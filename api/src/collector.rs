//! Periodic aggregation of business metrics.
//!
//! The [`Collector`] runs one "pass" at a time: it computes the lookback
//! window bound, executes the three read-only store queries sequentially, and
//! publishes the reduced scalars into the gauge registry. A scheduling loop
//! fires a pass immediately at startup and then after every configured
//! interval, measured from the end of the previous pass so passes never
//! overlap. Pass outcomes are recorded in a [`CollectorStatus`] so failures
//! are observable without a log viewer.

use chrono::{DateTime, Utc};
use serde::{Deserialize, Serialize};
use shared::config::CollectionConfig;
use shared::models::CalculationTotals;
use shared::storage::{EventStore, EventStoreError};
use std::sync::Arc;
use tokio::sync::RwLock;

use crate::metrics::AppMetrics;

/// Label values published under `calculator_calculations_total`.
const USER_TYPE_AUTHENTICATED: &str = "authenticated";
const USER_TYPE_GUEST: &str = "guest";

/// Running totals of pass outcomes, reported by the health endpoint.
#[derive(Debug, Clone, Default, PartialEq, Eq, Serialize, Deserialize)]
pub struct CollectorStatus {
    /// Number of passes that completed successfully.
    pub passes_completed: u64,
    /// Number of passes that failed.
    pub passes_failed: u64,
    /// When the last successful pass finished.
    pub last_success_at: Option<DateTime<Utc>>,
    /// Message of the most recent failure, if any.
    pub last_error: Option<String>,
    /// When the most recent failure occurred.
    pub last_error_at: Option<DateTime<Utc>>,
}

/// Aggregates event rows from the store and publishes gauge values.
pub struct Collector {
    store: Arc<dyn EventStore>,
    metrics: Arc<AppMetrics>,
    config: CollectionConfig,
    status: RwLock<CollectorStatus>,
}

impl Collector {
    /// Creates a new collector.
    ///
    /// # Arguments
    ///
    /// * `store` - The event store to query
    /// * `metrics` - The gauge registry to publish into
    /// * `config` - Interval and lookback window settings
    #[must_use]
    pub fn new(
        store: Arc<dyn EventStore>,
        metrics: Arc<AppMetrics>,
        config: CollectionConfig,
    ) -> Self {
        Self {
            store,
            metrics,
            config,
            status: RwLock::new(CollectorStatus::default()),
        }
    }

    /// Returns a snapshot of the pass outcome counters.
    pub async fn status(&self) -> CollectorStatus {
        self.status.read().await.clone()
    }

    /// Runs one aggregation pass and records its outcome.
    ///
    /// This is the entry point for both the scheduled loop and the on-demand
    /// trigger endpoint; the trigger propagates the returned error to its
    /// caller while the loop only logs it.
    ///
    /// # Errors
    ///
    /// Returns the first query error encountered. A failed pass performs no
    /// gauge mutations; previously published values stay in place.
    pub async fn run_pass(&self) -> Result<(), EventStoreError> {
        let result = self.collect_once().await;
        let mut status = self.status.write().await;

        match &result {
            Ok(()) => {
                status.passes_completed += 1;
                status.last_success_at = Some(Utc::now());
            }
            Err(e) => {
                status.passes_failed += 1;
                status.last_error = Some(e.to_string());
                status.last_error_at = Some(Utc::now());
                tracing::error!(error = %e, "Aggregation pass failed");
            }
        }

        result
    }

    /// Executes the three queries of one pass and publishes the results.
    ///
    /// The queries run sequentially and short-circuit: if the first fails,
    /// the remaining two are never attempted in that pass.
    async fn collect_once(&self) -> Result<(), EventStoreError> {
        let since = self.config.window_start(Utc::now());

        let summaries = self.store.calculation_summaries(since).await?;
        let totals = CalculationTotals::from_summaries(&summaries);

        let durations = self.store.operation_durations(since).await?;
        let activities = self.store.activity_counts(since).await?;

        #[allow(clippy::cast_precision_loss)]
        {
            self.metrics
                .calculations_total
                .with_label_values(&[USER_TYPE_AUTHENTICATED])
                .set(totals.authenticated as f64);
            self.metrics
                .calculations_total
                .with_label_values(&[USER_TYPE_GUEST])
                .set(totals.guest as f64);

            for row in &durations {
                self.metrics
                    .operation_avg_duration_ms
                    .with_label_values(&[row.operation_type.as_str()])
                    .set(row.avg_duration_ms);
            }

            for row in &activities {
                self.metrics
                    .user_activity_total
                    .with_label_values(&[row.activity_type.as_str()])
                    .set(row.count as f64);
            }
        }

        tracing::info!(
            since = %since,
            authenticated = totals.authenticated,
            guest = totals.guest,
            operation_types = durations.len(),
            activity_types = activities.len(),
            "Aggregation pass completed"
        );

        Ok(())
    }

    /// Runs the periodic collection loop.
    ///
    /// Fires one pass immediately, then waits the configured interval after
    /// each pass finishes before starting the next. Pass failures are logged
    /// and counted but never terminate the loop.
    pub async fn run(self: Arc<Self>) {
        let interval = self.config.interval();
        tracing::info!(
            interval_secs = self.config.interval_secs,
            lookback_hours = self.config.lookback_hours,
            "Starting periodic metrics collection"
        );

        loop {
            // Outcome already logged and recorded by run_pass.
            let _ = self.run_pass().await;
            tokio::time::sleep(interval).await;
        }
    }
}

• • • • •

*Exercise*: A word-for-word copy of the data is what should be returned.

*Solution*:
filename api/src/collector.rs
//! Periodic aggregation of business metrics.
//!
//! The [`Collector`] runs one "pass" at a time: it computes the lookback
//! window bound, executes the three read-only store queries sequentially, and
//! publishes the reduced scalars into the gauge registry. A scheduling loop
//! fires a pass immediately at startup and then after every configured
//! interval, measured from the end of the previous pass so passes never
//! overlap. Pass outcomes are recorded in a [`CollectorStatus`] so failures
//! are observable without a log viewer.

use chrono::{DateTime, Utc};
use serde::{Deserialize, Serialize};
use shared::config::CollectionConfig;
use shared::models::CalculationTotals;
use shared::storage::{EventStore, EventStoreError};
use std::sync::Arc;
use tokio::sync::RwLock;

use crate::metrics::AppMetrics;

/// Label values published under `calculator_calculations_total`.
const USER_TYPE_AUTHENTICATED: &str = "authenticated";
const USER_TYPE_GUEST: &str = "guest";

/// Running totals of pass outcomes, reported by the health endpoint.
#[derive(Debug, Clone, Default, PartialEq, Eq, Serialize, Deserialize)]
pub struct CollectorStatus {
    /// Number of passes that completed successfully.
    pub passes_completed: u64,
    /// Number of passes that failed.
    pub passes_failed: u64,
    /// When the last successful pass finished.
    pub last_success_at: Option<DateTime<Utc>>,
    /// Message of the most recent failure, if any.
    pub last_error: Option<String>,
    /// When the most recent failure occurred.
    pub last_error_at: Option<DateTime<Utc>>,
}

/// Aggregates event rows from the store and publishes gauge values.
pub struct Collector {
    store: Arc<dyn EventStore>,
    metrics: Arc<AppMetrics>,
    config: CollectionConfig,
    status: RwLock<CollectorStatus>,
}

impl Collector {
    /// Creates a new collector.
    ///
    /// # Arguments
    ///
    /// * `store` - The event store to query
    /// * `metrics` - The gauge registry to publish into
    /// * `config` - Interval and lookback window settings
    #[must_use]
    pub fn new(
        store: Arc<dyn EventStore>,
        metrics: Arc<AppMetrics>,
        config: CollectionConfig,
    ) -> Self {
        Self {
            store,
            metrics,
            config,
            status: RwLock::new(CollectorStatus::default()),
        }
    }

    /// Returns a snapshot of the pass outcome counters.
    pub async fn status(&self) -> CollectorStatus {
        self.status.read().await.clone()
    }

    /// Runs one aggregation pass and records its outcome.
    ///
    /// This is the entry point for both the scheduled loop and the on-demand
    /// trigger endpoint; the trigger propagates the returned error to its
    /// caller while the loop only logs it.
    ///
    /// # Errors
    ///
    /// Returns the first query error encountered. A failed pass performs no
    /// gauge mutations; previously published values stay in place.
    pub async fn run_pass(&self) -> Result<(), EventStoreError> {
        let result = self.collect_once().await;
        let mut status = self.status.write().await;

        match &result {
            Ok(()) => {
                status.passes_completed += 1;
                status.last_success_at = Some(Utc::now());
            }
            Err(e) => {
                status.passes_failed += 1;
                status.last_error = Some(e.to_string());
                status.last_error_at = Some(Utc::now());
                tracing::error!(error = %e, "Aggregation pass failed");
            }
        }

        result
    }

    /// Executes the three queries of one pass and publishes the results.
    ///
    /// The queries run sequentially and short-circuit: if the first fails,
    /// the remaining two are never attempted in that pass.
    async fn collect_once(&self) -> Result<(), EventStoreError> {
        let since = self.config.window_start(Utc::now());

        let summaries = self.store.calculation_summaries(since).await?;
        let totals = CalculationTotals::from_summaries(&summaries);

        let durations = self.store.operation_durations(since).await?;
        let activities = self.store.activity_counts(since).await?;

        #[allow(clippy::cast_precision_loss)]
        {
            self.metrics
                .calculations_total
                .with_label_values(&[USER_TYPE_AUTHENTICATED])
                .set(totals.authenticated as f64);
            self.metrics
                .calculations_total
                .with_label_values(&[USER_TYPE_GUEST])
                .set(totals.guest as f64);

            for row in &durations {
                self.metrics
                    .operation_avg_duration_ms
                    .with_label_values(&[row.operation_type.as_str()])
                    .set(row.avg_duration_ms);
            }

            for row in &activities {
                self.metrics
                    .user_activity_total
                    .with_label_values(&[row.activity_type.as_str()])
                    .set(row.count as f64);
            }
        }

        tracing::info!(
            since = %since,
            authenticated = totals.authenticated,
            guest = totals.guest,
            operation_types = durations.len(),
            activity_types = activities.len(),
            "Aggregation pass completed"
        );

        Ok(())
    }

    /// Runs the periodic collection loop.
    ///
    /// Fires one pass immediately, then waits the configured interval after
    /// each pass finishes before starting the next. Pass failures are logged
    /// and counted but never terminate the loop.
    pub async fn run(self: Arc<Self>) {
        let interval = self.config.interval();
        tracing::info!(
            interval_secs = self.config.interval_secs,
            lookback_hours = self.config.lookback_hours,
            "Starting periodic metrics collection"
        );

        loop {
            // Outcome already logged and recorded by run_pass.
            let _ = self.run_pass().await;
            tokio::time::sleep(interval).await;
        }
    }
}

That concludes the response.